I know this may seem completely random (and off the topic of your post) but I really enjoy reading your posts! I totally identify with you, since I'm nerdy too. I guess. That's what people tell me. ^_^U

I'm interested in social justice too. I never knew they had this 1) week off and 2)SJI. Thanks for talking about it! Yet another reason to love Oberlin.

Posted by: Ariel on October 20, 2009 8:33 PM

Hi Ariel! I'm glad you enjoy my posts--that's very flattering to hear! And don't worry, random off-topic-ness is very much a part of my life. I'm happy to discuss any off-the-wall stuff with prospies, or anyone else for that matter!

EVERYONE at Oberlin is nerdy in some fashion. There are organ-playing nerds, rugby-playing nerds, biochemistry nerds, the small group of people in Barnard all fascinated by the spread of illness that I refer to as "the infectious disease people," Star Trek nerds, art nerds, neuroscience nerds, econ nerds, foreign language nerds, literature nerds, foodies, drama nerds, computer nerds, music nerds, classical music nerds, rock music nerds, punk music nerds, Neil Gaiman nerds, comic book nerds (INFINITE MONKEY is the name of the local comic book store...I've only been in it once, otherwise I would be flat broke right now), on and on and on. What kind of nerdy are you? Science-fiction fan, bookworm, Lord of the Rings nut, Discworld addict, Harry Potter devotee, photographer, Calvin and Hobbes fan...?

I'm going to make another post or two about the SJI, so please stay tuned if you're interested, and don't hesitate to contact me if you've got any other questions or comments! :)

Posted by: Tess on October 21, 2009 12:10 AM

That's so cool! I wish I'd been able to do it -- given how much of Oberlin life is spent talking (yeah discussion classes!), having the skills to manage a discussion gracefully is really key. My friends who did it last year were astounded by how useful it was.

Posted by: Aries on October 21, 2009 12:32 PM

Actually I don't understand what the SJI course is doing...but it seemed like very experimental.
How are the courses going now?
I am applying for Oberlin this year. Oberlin seemed like the only school that I found students write blogs. Cool!

Posted by: Biyi on December 13, 2009 6:59 AM

The SJI, in a nutshell, is about starting conversations about inequality in our society and how to stop it. It was a really interesting experience and if you get in, I'd encourage you to take it! I think it'll be during Orientation next year, although I'm not sure--it was during Labor Day weekend until this year, when the academic calendar got strange (classes started early). I don't know if it'll be back to normal next year or not.

My classes are all going pretty well--you can look at my most recent post to see my comments on finals.

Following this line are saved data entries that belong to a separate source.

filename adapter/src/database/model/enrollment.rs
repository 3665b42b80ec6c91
use kernel::model::{
    enrollment::Enrollment,
    id::{EnrollmentId, UserId},
};
use sqlx::types::chrono::NaiveDate;

#[derive(sqlx::FromRow)]
pub struct EnrollmentRow {
    pub enrollment_id: EnrollmentId,
    pub user_id: UserId,
    pub name: String,
    pub cpf: String,
    pub birthday: NaiveDate,
    pub phone: String,
}

impl From<EnrollmentRow> for Enrollment {
    fn from(value: EnrollmentRow) -> Self {
        let EnrollmentRow {
            enrollment_id,
            user_id,
            name,
            cpf,
            birthday,
            phone,
        } = value;
        Enrollment {
            enrollment_id,
            user_id,
            name,
            cpf,
            birthday,
            phone,
        }
    }
}
use crate::model::{
    booking::{
        event::{CreateBooking, UpdateBooking},
        Booking,
    },
    id::{BookingId, UserId},
};
use async_trait::async_trait;
use shared::error::AppResult;

#[async_trait]
pub trait BookingRepository: Send + Sync {
    // ユーザーの予約を部屋の情報付きで取得する
    async fn find_by_user_id(&self, user_id: UserId) -> AppResult<Option<Booking>>;
    // チケットの確認、部屋の空き確認、予約の作成を 1 つのトランザクションで行う
    async fn create(&self, event: CreateBooking) -> AppResult<BookingId>;
    // 本人の予約であることを確認してから、予約先の部屋を変更する
    async fn update(&self, event: UpdateBooking) -> AppResult<BookingId>;
}
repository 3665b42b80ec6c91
use async_trait::async_trait;

#[async_trait]
pub trait HealthCheckRepository: Send + Sync {
    async fn check_db(&self) -> bool;
}
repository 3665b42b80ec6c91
use axum::{extract::State, http::StatusCode, Json};
use garde::Validate;
use registry::AppRegistry;
use shared::error::{AppError, AppResult};

use crate::{
    extractor::{AppJson, AuthorizedUser},
    model::user::{CreateUserRequest, UserResponse},
};

pub async fn register_user(
    State(registry): State<AppRegistry>,
    AppJson(req): AppJson<CreateUserRequest>,
) -> AppResult<(StatusCode, Json<UserResponse>)> {
    req.validate(&())?;

    let user = registry.user_repository().create(req.into()).await?;
    Ok((StatusCode::CREATED, Json(user.into())))
}

pub async fn get_current_user(
    user: AuthorizedUser,
    State(registry): State<AppRegistry>,
) -> AppResult<Json<UserResponse>> {
    registry
        .user_repository()
        .find_current_user(user.id())
        .await?
        .map(UserResponse::from)
        .map(Json)
        .ok_or_else(|| AppError::EntityNotFound("ユーザーが見つかりませんでした。".into()))
}
use crate::model::{
    auth::{event::CreateToken, AccessToken},
    id::UserId,
};
use async_trait::async_trait;
use shared::error::AppResult;

#[async_trait]
pub trait AuthRepository: Send + Sync {
    // アクセストークンから有効期限内のセッションを探し、ユーザー ID を返す
    async fn fetch_user_id_from_token(&self, access_token: &AccessToken)
        -> AppResult<Option<UserId>>;
    // メールアドレスとパスワードが正しいか検証する
    async fn verify_user(&self, email: &str, password: &str) -> AppResult<UserId>;
    // セッションを作成してアクセストークンを返す
    async fn create_token(&self, event: CreateToken) -> AppResult<AccessToken>;
    // セッションを削除する
    async fn delete_token(&self, access_token: AccessToken) -> AppResult<()>;
}
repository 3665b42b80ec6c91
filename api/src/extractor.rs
use axum::{
    async_trait,
    extract::{FromRequest, FromRequestParts},
    http::request::Parts,
    RequestPartsExt,
};
use axum_extra::{
    headers::{authorization::Bearer, Authorization},
    TypedHeader,
};
use kernel::model::{auth::AccessToken, id::UserId};
use registry::AppRegistry;
use shared::error::AppError;

// リクエストの Authorization ヘッダーからログイン中のユーザーを特定する
pub struct AuthorizedUser {
    pub access_token: AccessToken,
    pub user_id: UserId,
}

impl AuthorizedUser {
    pub fn id(&self) -> UserId {
        self.user_id
    }
}

#[async_trait]
impl FromRequestParts<AppRegistry> for AuthorizedUser {
    type Rejection = AppError;

    async fn from_request_parts(
        parts: &mut Parts,
        registry: &AppRegistry,
    ) -> Result<Self, Self::Rejection> {
        // ヘッダーが無い、または Bearer 形式でない場合は未ログインとして扱う
        let TypedHeader(Authorization(bearer)) = parts
            .extract::<TypedHeader<Authorization<Bearer>>>()
            .await
            .map_err(|_| AppError::UnauthenticatedError)?;
        let access_token = AccessToken(bearer.token().to_string());

        let user_id = registry
            .auth_repository()
            .fetch_user_id_from_token(&access_token)
            .await?
            .ok_or(AppError::UnauthenticatedError)?;

        Ok(Self {
            access_token,
            user_id,
        })
    }
}

// axum 標準の抽出器は不正な入力で 422 などを返すので、すべて 400（InvalidData）にそろえる
#[derive(FromRequest)]
#[from_request(via(axum::Json), rejection(AppError))]
pub struct AppJson<T>(pub T);

#[derive(FromRequestParts)]
#[from_request(via(axum::extract::Query), rejection(AppError))]
pub struct AppQuery<T>(pub T);

#[derive(FromRequestParts)]
#[from_request(via(axum::extract::Path), rejection(AppError))]
pub struct AppPath<T>(pub T);
use chrono::{DateTime, Utc};
use garde::Validate;
use kernel::model::{
    id::UserId,
    user::{event::CreateUser, User},
};
use serde::{Deserialize, Serialize};

#[derive(Deserialize, Validate)]
#[serde(rename_all = "camelCase")]
pub struct CreateUserRequest {
    #[garde(email)]
    email: String,
    #[garde(length(min = 6))]
    password: String,
}

impl From<CreateUserRequest> for CreateUser {
    fn from(value: CreateUserRequest) -> Self {
        let CreateUserRequest { email, password } = value;
        Self { email, password }
    }
}

#[derive(Serialize)]
#[serde(rename_all = "camelCase")]
pub struct UserResponse {
    pub id: UserId,
    pub email: String,
    pub created_at: DateTime<Utc>,
}

impl From<User> for UserResponse {
    fn from(value: User) -> Self {
        let User {
            user_id,
            email,
            created_at,
        } = value;
        Self {
            id: user_id,
            email,
            created_at,
        }
    }
}
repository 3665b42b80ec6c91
use async_trait::async_trait;
use derive_new::new;
use kernel::model::{
    id::UserId,
    user::{event::CreateUser, User},
};
use kernel::repository::user::UserRepository;
use shared::error::{AppError, AppResult};

use crate::database::{is_unique_violation, model::user::UserRow, ConnectionPool};

#[derive(new)]
pub struct UserRepositoryImpl {
    db: ConnectionPool,
}

#[async_trait]
impl UserRepository for UserRepositoryImpl {
    async fn create(&self, event: CreateUser) -> AppResult<User> {
        let password_hash = hash_password(&event.password)?;

        sqlx::query_as::<_, UserRow>(
            r#"
                INSERT INTO users (email, password_hash)
                VALUES ($1, $2)
                RETURNING user_id, email, created_at
            "#,
        )
        .bind(&event.email)
        .bind(password_hash)
        .fetch_one(self.db.inner_ref())
        .await
        .map(User::from)
        .map_err(|e| {
            if is_unique_violation(&e) {
                AppError::Conflict(format!(
                    "メールアドレス（{}）はすでに登録されています。",
                    event.email
                ))
            } else {
                AppError::SpecificOperationError(e)
            }
        })
    }

    async fn find_current_user(&self, current_user_id: UserId) -> AppResult<Option<User>> {
        sqlx::query_as::<_, UserRow>(
            r#"
                SELECT user_id, email, created_at
                FROM users
                WHERE user_id = $1
            "#,
        )
        .bind(current_user_id)
        .fetch_optional(self.db.inner_ref())
        .await
        .map(|row| row.map(User::from))
        .map_err(AppError::SpecificOperationError)
    }
}

fn hash_password(password: &str) -> AppResult<String> {
    bcrypt::hash(password, bcrypt::DEFAULT_COST).map_err(AppError::from)
}
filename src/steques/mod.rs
//! Stack-ended queues.
//!
//! A steque has a **top**, where `push` and `pop` work in LIFO order, and a **back**, where
//! `enqueue` appends. An enqueued element surfaces only after everything that was already in
//! the steque has been popped. There is no way to remove from the back.
//!
//! [`AnySteque`] is the shared contract; [`ArraySteque`] and [`LinkedSteque`] are its two
//! backends and differ only in cost:
//!
//! | Operation | `ArraySteque`      | `LinkedSteque` |
//! |-----------|--------------------|----------------|
//! | `push`    | amortized $O(1)$   | $O(1)$         |
//! | `pop`     | amortized $O(1)$   | $O(1)$         |
//! | `enqueue` | $O(N)$             | $O(1)$         |
//! | memory    | contiguous buffer  | one slot + link per element |

pub mod array_steque;
pub mod linked_steque;

pub use array_steque::ArraySteque;
pub use linked_steque::LinkedSteque;

use crate::StequeError;

// ─── AnySteque ────────────────────────────────────────────────────────────────

/// An abstraction over stack-ended queue backends.
///
/// The absence-of-value sentinel is `None`: `push` and `enqueue` take anything that converts
/// into `Option<T>`, so a bare `T` always inserts and `None` is rejected with
/// [`StequeError::InvalidArgument`]. `T` needs no bounds at all.
pub trait AnySteque<T> {
    /// Borrowing iterator in top-to-back order.
    type Iter<'a>: Iterator<Item = &'a T> + ExactSizeIterator
    where
        Self: 'a,
        T: 'a;

    /// Returns the number of elements in the steque.
    fn len(&self) -> usize;
    /// Returns `true` if the steque contains no elements.
    fn is_empty(&self) -> bool {
        self.len() == 0
    }
    /// Alias of [`len`](AnySteque::len).
    fn size(&self) -> usize {
        self.len()
    }
    /// Inserts an element as the new top.
    fn push(&mut self, item: impl Into<Option<T>>) -> Result<(), StequeError>;
    /// Inserts an element behind every element already present.
    fn enqueue(&mut self, item: impl Into<Option<T>>) -> Result<(), StequeError>;
    /// Removes and returns the top element, or [`StequeError::EmptyContainer`].
    fn pop(&mut self) -> Result<T, StequeError>;
    /// Returns a shared reference to the top element, or `None` if empty.
    fn peek(&self) -> Option<&T>;
    /// Returns an exclusive reference to the top element, or `None` if empty.
    fn peek_mut(&mut self) -> Option<&mut T>;
    /// Removes all elements.
    fn clear(&mut self);
    /// Iterates from the top (most recently pushed) to the back (most recently enqueued).
    fn iter(&self) -> Self::Iter<'_>;
}

// --- Tests ---

#[cfg(test)]
mod tests {
    use super::*;
    use rand::rngs::StdRng;
    use rand::{Rng, SeedableRng};
    use std::collections::VecDeque;

    /// Reference model: pushed elements (top last) in front of enqueued ones (oldest first).
    #[derive(Default)]
    struct Model {
        pushed: Vec<u32>,
        enqueued: VecDeque<u32>,
    }

    impl Model {
        fn pop(&mut self) -> Option<u32> {
            self.pushed.pop().or_else(|| self.enqueued.pop_front())
        }

        fn len(&self) -> usize {
            self.pushed.len() + self.enqueued.len()
        }

        fn order(&self) -> Vec<u32> {
            self.pushed
                .iter()
                .rev()
                .chain(self.enqueued.iter())
                .copied()
                .collect()
        }
    }

    fn check_against_model<S: AnySteque<u32> + Default>(seed: u64, steps: usize) {
        let mut rng = StdRng::seed_from_u64(seed);
        let mut steque = S::default();
        let mut model = Model::default();

        for step in 0..steps {
            let value = step as u32;
            match rng.gen_range(0..3) {
                0 => {
                    steque.push(value).unwrap();
                    model.pushed.push(value);
                }
                1 => {
                    steque.enqueue(value).unwrap();
                    model.enqueued.push_back(value);
                }
                _ => match model.pop() {
                    Some(expected) => assert_eq!(steque.pop(), Ok(expected)),
                    None => assert_eq!(steque.pop(), Err(StequeError::EmptyContainer)),
                },
            }

            assert_eq!(steque.len(), model.len());
            assert_eq!(steque.is_empty(), model.len() == 0);
            assert_eq!(steque.peek(), model.order().first());
            let seen: Vec<u32> = steque.iter().copied().collect();
            assert_eq!(seen, model.order(), "diverged at step {step} (seed {seed})");
        }

        while let Some(expected) = model.pop() {
            assert_eq!(steque.pop(), Ok(expected));
        }
        assert!(steque.is_empty());
    }

    fn check_contract<S: AnySteque<i32> + Default>() {
        let mut s = S::default();
        assert!(s.is_empty());
        assert_eq!(s.size(), 0);
        assert_eq!(s.pop(), Err(StequeError::EmptyContainer));
        assert_eq!(s.size(), 0);

        assert_eq!(s.push(None), Err(StequeError::InvalidArgument));
        assert_eq!(s.enqueue(None), Err(StequeError::InvalidArgument));
        assert_eq!(s.size(), 0);

        s.push(2).unwrap();
        s.push(1).unwrap();
        s.enqueue(3).unwrap();
        s.enqueue(4).unwrap();
        assert_eq!(s.size(), 4);

        let it = s.iter();
        assert_eq!(it.len(), s.size());
        assert_eq!(it.copied().collect::<Vec<_>>(), vec![1, 2, 3, 4]);

        if let Some(top) = s.peek_mut() {
            *top = 10;
        }
        assert_eq!(s.pop(), Ok(10));
        assert_eq!(s.size(), 3);

        s.clear();
        assert!(s.is_empty());
        assert_eq!(s.iter().next(), None);
    }

    fn check_many_pushes_then_enqueues<S: AnySteque<usize> + Default>() {
        let mut s = S::default();
        for i in 0..1000 {
            s.push(i).unwrap();
        }
        for i in 1000..2000 {
            s.enqueue(i).unwrap();
        }
        let expected: Vec<usize> = (0..1000).rev().chain(1000..2000).collect();
        assert_eq!(s.iter().copied().collect::<Vec<_>>(), expected);
        for e in expected {
            assert_eq!(s.pop(), Ok(e));
        }
        assert!(s.is_empty());
    }

    #[test]
    fn test_steque_contract_array() {
        check_contract::<ArraySteque<i32>>();
    }

    #[test]
    fn test_steque_bulk_array() {
        check_many_pushes_then_enqueues::<ArraySteque<usize>>();
    }

    #[test]
    fn test_steque_model_array() {
        for seed in 0..16 {
            check_against_model::<ArraySteque<u32>>(seed, 500);
        }
    }

    #[test]
    fn test_steque_contract_linked() {
        check_contract::<LinkedSteque<i32>>();
    }

    #[test]
    fn test_steque_bulk_linked() {
        check_many_pushes_then_enqueues::<LinkedSteque<usize>>();
    }

    #[test]
    fn test_steque_model_linked() {
        for seed in 0..16 {
            check_against_model::<LinkedSteque<u32>>(seed, 500);
            check_against_model::<LinkedSteque<u32, u16>>(seed, 500);
        }
    }

    #[test]
    fn test_steque_backends_agree() {
        let mut rng = StdRng::seed_from_u64(0x5eed);
        let mut array: ArraySteque<u32> = ArraySteque::new();
        let mut linked: LinkedSteque<u32> = LinkedSteque::new();
        for value in 0..2000u32 {
            match rng.gen_range(0..4) {
                0 => {
                    array.push(value).unwrap();
                    linked.push(value).unwrap();
                }
                1 => {
                    array.enqueue(value).unwrap();
                    linked.enqueue(value).unwrap();
                }
                _ => assert_eq!(array.pop(), linked.pop()),
            }
        }
        assert!(array.iter().eq(linked.iter()));
        assert_eq!(
            array.into_iter().collect::<Vec<_>>(),
            linked.into_iter().collect::<Vec<_>>()
        );
    }
}
//! Error type shared by every steque backend.

/// Errors returned by steque operations.
///
/// A failed operation never changes the steque it was called on.
#[derive(Debug, Clone, Copy, PartialEq, Eq, thiserror::Error)]
pub enum StequeError {
    /// `push` or `enqueue` was handed the absence-of-value sentinel (`None`).
    #[error("cannot insert an absent value")]
    InvalidArgument,
    /// `pop` was called on an empty steque.
    #[error("steque underflow")]
    EmptyContainer,
    /// A removal was attempted through a read-only iterator.
    #[error("iterators over a steque are read-only")]
    UnsupportedOperation,
}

I'm glad you're applying and I really hope you get in! Good luck! :)

Posted by: Tess on December 13, 2009 9:31 AM

I'm a, as you so affectionately put it, "prospie" for 2015, procrastinating/ researching for my "Why Oberlin?" essay and I stumbled upon this blog post.

This program sounds incredible and sounds like a miniature version of a class I took my junior year.
It's given me one MORE reason why I love Oberlin. Thanks for the post!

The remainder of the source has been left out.